Shawn Christopher Shea's book, Improving Medication Adherence: How to Talk With Patients About Their Medications, should be read by every medical student at the end of his or her first year of medical school and again at the end of his or her fourth year. If read anytime after that, I fear it just might be too late.
Shea's book is about how to approach patients sensitively and how to work with patients as partners in their health care. He chooses to focus on medication adherence, but the lessons could be generalized to almost every aspect of the doctor-patient relationship.
The informal style of the book is perhaps taken too far. For example, he talks about "out-of-control schizophrenia" and "nasty side effects." Each chapter begins with a quotation that is generally on point. Some might take issue with the fact that some chapters' quotations are by a nonphysician who is talking about medicating patients.
Shea provides important lessons for the physician starting out in his or her career. He talks about the alliance as "the alliance that helps us to heal when healing is possible and to comfort when it is not." He suggests the importance of building "a collaborative alliance with our patients" such that physician and patients are working together "as allies against their illness." It is because of this belief system that Shea discards the terms "compliance" and "noncompliance." Although the title of his book includes,"medication adherence," the term he prefers is "medication interest." Shea proposes that the term medication interest "emphasizes that the real goal of prescribing clinicians, no matter what their discipline, is to increase understanding and motivation."

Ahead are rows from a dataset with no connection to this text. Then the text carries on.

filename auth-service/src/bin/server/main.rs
use std::sync::Arc;

use auth::JwtHandler;
use auth::PasswordHasher;
use auth_service::config::Config;
use auth_service::domain::authentication::service::AuthService;
use auth_service::inbound::http::router::create_router;
use auth_service::outbound::repositories::PostgresUserRepository;
use sqlx::postgres::PgPoolOptions;
use tracing_subscriber::layer::SubscriberExt;
use tracing_subscriber::util::SubscriberInitExt;

#[tokio::main]
async fn main() -> Result<(), anyhow::Error> {
    tracing_subscriber::registry()
        .with(
            tracing_subscriber::EnvFilter::try_from_default_env()
                .unwrap_or_else(|_| "auth_service=debug,tower_http=debug".into()),
        )
        .with(tracing_subscriber::fmt::layer())
        .init();

    tracing::info!(
        service = "auth-service",
        version = env!("CARGO_PKG_VERSION"),
        "Service starting"
    );

    let config = Config::load()?;

    tracing::info!(
        http_port = config.server.http_port,
        max_connections = config.database.max_connections,
        jwt_leeway_seconds = config.jwt.leeway_seconds,
        "Configuration loaded"
    );

    let pg_pool = PgPoolOptions::new()
        .max_connections(config.database.max_connections)
        .connect(&config.database.url)
        .await?;
    tracing::info!(
        max_connections = config.database.max_connections,
        database = "postgresql",
        "Database connection pool created"
    );

    let jwt_handler = Arc::new(
        JwtHandler::new(config.jwt.secret.as_bytes()).with_leeway(config.jwt.leeway_seconds),
    );
    let password_hasher = Arc::new(PasswordHasher::new());
    let user_repository = Arc::new(PostgresUserRepository::new(pg_pool));

    let auth_service = Arc::new(AuthService::new(
        user_repository,
        Arc::clone(&jwt_handler),
        password_hasher,
    ));

    let http_address = format!("0.0.0.0:{}", config.server.http_port);
    let http_listener = tokio::net::TcpListener::bind(&http_address).await?;
    tracing::info!(
        address = %http_address,
        port = config.server.http_port,
        protocol = "http",
        "Http server listening"
    );

    let http_application = create_router(auth_service, jwt_handler);
    axum::serve(http_listener, http_application).await?;

    tracing::info!("Server exited successfully");

    Ok(())
}
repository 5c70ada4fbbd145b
pub mod http;
//! Authentication utilities library
//!
//! Provides the token and password primitives used by the authentication service:
//! - Password verification against stored bcrypt or Argon2 hashes, plus Argon2id hashing
//! - JWT signing and verification of `{ user_id, exp }` payloads
//!
//! Services define their own ports and adapt these implementations to them.
//!
//! # Examples
//!
//! ## Password Hashing
//! ```
//! use auth::PasswordHasher;
//!
//! let hasher = PasswordHasher::new();
//! let hash = hasher.hash("my_password").unwrap();
//! let is_valid = hasher.verify("my_password", &hash).unwrap();
//! assert!(is_valid);
//! ```
//!
//! ## JWT Tokens
//! ```
//! use auth::JwtHandler;
//!
//! let handler = JwtHandler::new(b"secret_key_at_least_32_bytes_long!");
//! let token = handler.sign("user123", 600).unwrap();
//! let payload = handler.verify(&token).unwrap();
//! assert_eq!(payload.user_id, "user123");
//! ```

pub mod jwt;
pub mod password;

// Re-export commonly used items
pub use jwt::JwtError;
pub use jwt::JwtHandler;
pub use jwt::TokenPayload;
pub use password::PasswordError;
pub use password::PasswordHasher;
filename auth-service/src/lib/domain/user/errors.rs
use thiserror::Error;

/// Error for UserId parsing failures
#[derive(Debug, Clone, Error, PartialEq, Eq)]
pub enum UserIdError {
    #[error("Invalid UUID format: {0}")]
    InvalidFormat(String),
}

/// Error for EmailAddress validation failures
#[derive(Debug, Clone, Error, PartialEq, Eq)]
pub enum EmailError {
    #[error("Invalid email format: {0}")]
    InvalidFormat(String),
}

/// Top-level error for user store operations
#[derive(Debug, Clone, Error)]
pub enum UserError {
    #[error("Database error: {0}")]
    DatabaseError(String),
}
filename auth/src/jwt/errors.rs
use thiserror::Error;

/// Error type for JWT operations.
#[derive(Debug, Clone, Error, PartialEq, Eq)]
pub enum JwtError {
    #[error("Failed to encode token: {0}")]
    EncodingFailed(String),

    #[error("Failed to decode token: {0}")]
    DecodingFailed(String),

    #[error("Token is expired")]
    TokenExpired,

    #[error("Token signature is invalid")]
    InvalidSignature,

    #[error("Missing required claim: {0}")]
    MissingClaim(String),
}
pub mod authentication;
pub mod user;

Although the author is quite focused on terminology, he sometimes mixes up "effectiveness" and "efficacy." He overstates his case when he indicates that the methodology and verbiage he proposes will "convincingly demonstrate" to patients the physician's intent. He suggests telling patients that a medication can "make sure." Shea offers a too universal approach without stressing enough the necessity for individualization.
Some readers may be put off when Shea becomes maudlin or sentimental. For example, Shea indicates "when our patients or their family members find themselves crying as they face the loss of hope for a cure, the greatest gift we have to offer is simply our own tears." Perhaps it is appropriate that Shea bend over backwards to make the point of doctors connecting with patients since the prevailing forces are in the opposite direction. But should a physician say to a patient "I've had some excellent luck with this medication?" Is what a patient really wants to hear a message founded on the doctor's luck?
Shea could make many improvements in the next edition of Improving Medication Adherence. These style opportunities do not stand in the way of this text's being an extraordinarily useful one for physicians at the beginning of their careers. As I indicated at the start of this review, first-year students and fourth-year students should have this as required reading. Yes, that means medical students would read this book twice. It should then go on their bookshelf to be drawn upon throughout the rest of their career. My fear is that if medical students don't read this before the end of medical school, the synapses that would allow for high-quality doctor-patient interactions will be long fried.